So the bug is still there ? There is no fix ? We have to do workarounds ?

I'm using 0.12.26 and having the same issue.

I also had this issue, the following solution worked well for me.
I'm using random_uuid resource to produce a value that is passed to triggers block in aws_api_gateway_deployment resource.
The random_uuid is re-generated when keepers values change, which can be set to anything e.g jsonencode(aws_api_gateway_method.method) and jsonencode(aws_api_gateway_integration.integration). It is important to make sure that aws_api_gateway_deployment is created after everything, I achieved it by extracting it into a module and using mandatory variable.
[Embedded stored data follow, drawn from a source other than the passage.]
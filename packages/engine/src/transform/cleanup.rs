//! Effect teardown synthesis.
//!
//! An effect callback that registers listeners, timers or subscriptions and
//! returns nothing leaks them across re-renders. Pair each registration with
//! its unregister call and return them from a cleanup closure.

use oxc_ast::ast::{Argument, CallExpression, Expression, Statement, VariableDeclaration};
use oxc_span::GetSpan;

use crate::api::ChangeKind;

use super::syntax::{argument_expression, is_effect_hook, line_indent, slice, strip_parens};
use super::walk::{walk_program, Node, NodeVisitor};
use super::{Rewriter, TreeVisitor, VisitContext};

pub struct EffectCleanup;

#[derive(Default)]
struct EffectCalls<'n, 'a> {
    calls: Vec<&'n CallExpression<'a>>,
}

impl<'n, 'a> NodeVisitor<'n, 'a> for EffectCalls<'n, 'a> {
    fn enter(&mut self, node: Node<'n, 'a>, _ancestors: &[Node<'n, 'a>]) {
        if let Node::Expression(Expression::CallExpression(c)) = node {
            if is_effect_hook(c) {
                self.calls.push(c);
            }
        }
    }
}

impl TreeVisitor for EffectCleanup {
    fn name(&self) -> &'static str {
        "effect-cleanup"
    }

    fn visit(&self, cx: &VisitContext<'_, '_>, rw: &mut Rewriter<'_>) {
        let mut effects = EffectCalls::default();
        walk_program(cx.program, &mut effects);

        for call in effects.calls {
            let Some(body) = callback_body(call) else {
                continue;
            };
            if body.iter().any(|s| matches!(s, Statement::ReturnStatement(_))) {
                continue;
            }
            let Some(last) = body.last() else {
                continue;
            };

            let mut teardowns = Vec::new();
            for stmt in body {
                match stmt {
                    Statement::ExpressionStatement(s) => {
                        if let Expression::CallExpression(c) = strip_parens(&s.expression) {
                            if let Some(teardown) = listener_teardown(cx.text, c, rw) {
                                teardowns.push((teardown, stmt.span().start));
                            }
                        }
                    }
                    Statement::VariableDeclaration(d) => {
                        if let Some(teardown) = handle_teardown(d) {
                            teardowns.push((teardown, stmt.span().start));
                        }
                    }
                    _ => {}
                }
            }
            if teardowns.is_empty() {
                continue;
            }

            let indent = line_indent(cx.text, last.span().start);
            let mut closure = format!("\n{indent}return () => {{\n");
            for (teardown, _) in &teardowns {
                closure.push_str(&format!("{indent}  {teardown};\n"));
            }
            closure.push_str(&format!("{indent}}};"));
            rw.insert(last.span().end, closure);

            for (teardown, offset) in teardowns {
                rw.change(
                    ChangeKind::CleanupAdded,
                    format!("added `{}` to the effect cleanup", teardown),
                    offset,
                );
            }
        }
    }
}

/// Statements of a block-bodied effect callback.
fn callback_body<'n, 'a>(call: &'n CallExpression<'a>) -> Option<&'n [Statement<'a>]> {
    match strip_parens(argument_expression(&call.arguments, 0)?) {
        Expression::ArrowFunctionExpression(f) if !f.expression => Some(&f.body.statements[..]),
        Expression::FunctionExpression(f) => f.body.as_ref().map(|b| &b.statements[..]),
        _ => None,
    }
}

/// `target.addEventListener(ev, handler, opts?)` -> `target.removeEventListener(...)`.
fn listener_teardown(text: &str, call: &CallExpression<'_>, rw: &mut Rewriter<'_>) -> Option<String> {
    let Expression::StaticMemberExpression(member) = strip_parens(&call.callee) else {
        return None;
    };
    if member.property.name.as_str() != "addEventListener" || call.arguments.len() < 2 {
        return None;
    }
    let handler = argument_expression(&call.arguments, 1)?;
    if matches!(
        strip_parens(handler),
        Expression::ArrowFunctionExpression(_) | Expression::FunctionExpression(_)
    ) {
        rw.warn(format!(
            "inline listener `{}` cannot be removed; move the handler into a named function",
            slice(text, call.span)
        ));
        return None;
    }
    let args: Vec<&str> = call
        .arguments
        .iter()
        .map(|a: &Argument<'_>| slice(text, a.span()))
        .collect();
    Some(format!(
        "{}.removeEventListener({})",
        slice(text, member.object.span()),
        args.join(", ")
    ))
}

/// `const id = setInterval(...)`, `setTimeout`, or `const sub = x.subscribe(...)`.
fn handle_teardown(declaration: &VariableDeclaration<'_>) -> Option<String> {
    let [declarator] = &declaration.declarations[..] else {
        return None;
    };
    let id = declarator.id.get_binding_identifier()?;
    let Expression::CallExpression(init) = strip_parens(declarator.init.as_ref()?) else {
        return None;
    };
    let callee = strip_parens(&init.callee);
    let timer = match callee {
        Expression::Identifier(i) => Some(i.name.as_str()),
        Expression::StaticMemberExpression(m) if is_global_object(&m.object) => {
            Some(m.property.name.as_str())
        }
        _ => None,
    };
    match timer {
        Some("setInterval") => return Some(format!("clearInterval({})", id.name)),
        Some("setTimeout") => return Some(format!("clearTimeout({})", id.name)),
        _ => {}
    }
    match callee {
        Expression::StaticMemberExpression(m) if m.property.name.as_str() == "subscribe" => {
            Some(format!("{}.unsubscribe()", id.name))
        }
        _ => None,
    }
}

fn is_global_object(expr: &Expression<'_>) -> bool {
    matches!(strip_parens(expr), Expression::Identifier(i) if matches!(i.name.as_str(), "window" | "globalThis"))
}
variable "required_resources" {
  type        = list(string)
  description = "Change in these values trigger redeployment"
}

resource "aws_api_gateway_deployment" "deployment" {
  rest_api_id = var.rest_api_id
  stage_name  = var.stage

  # hack to force redeployment every time this hash changes
  triggers = {
    redeployment = sha1(join(",", var.required_resources)
  }

  # false by default, just for clarity
  lifecycle {
    create_before_destroy = false
  }
}

The above resource is placed in its own module.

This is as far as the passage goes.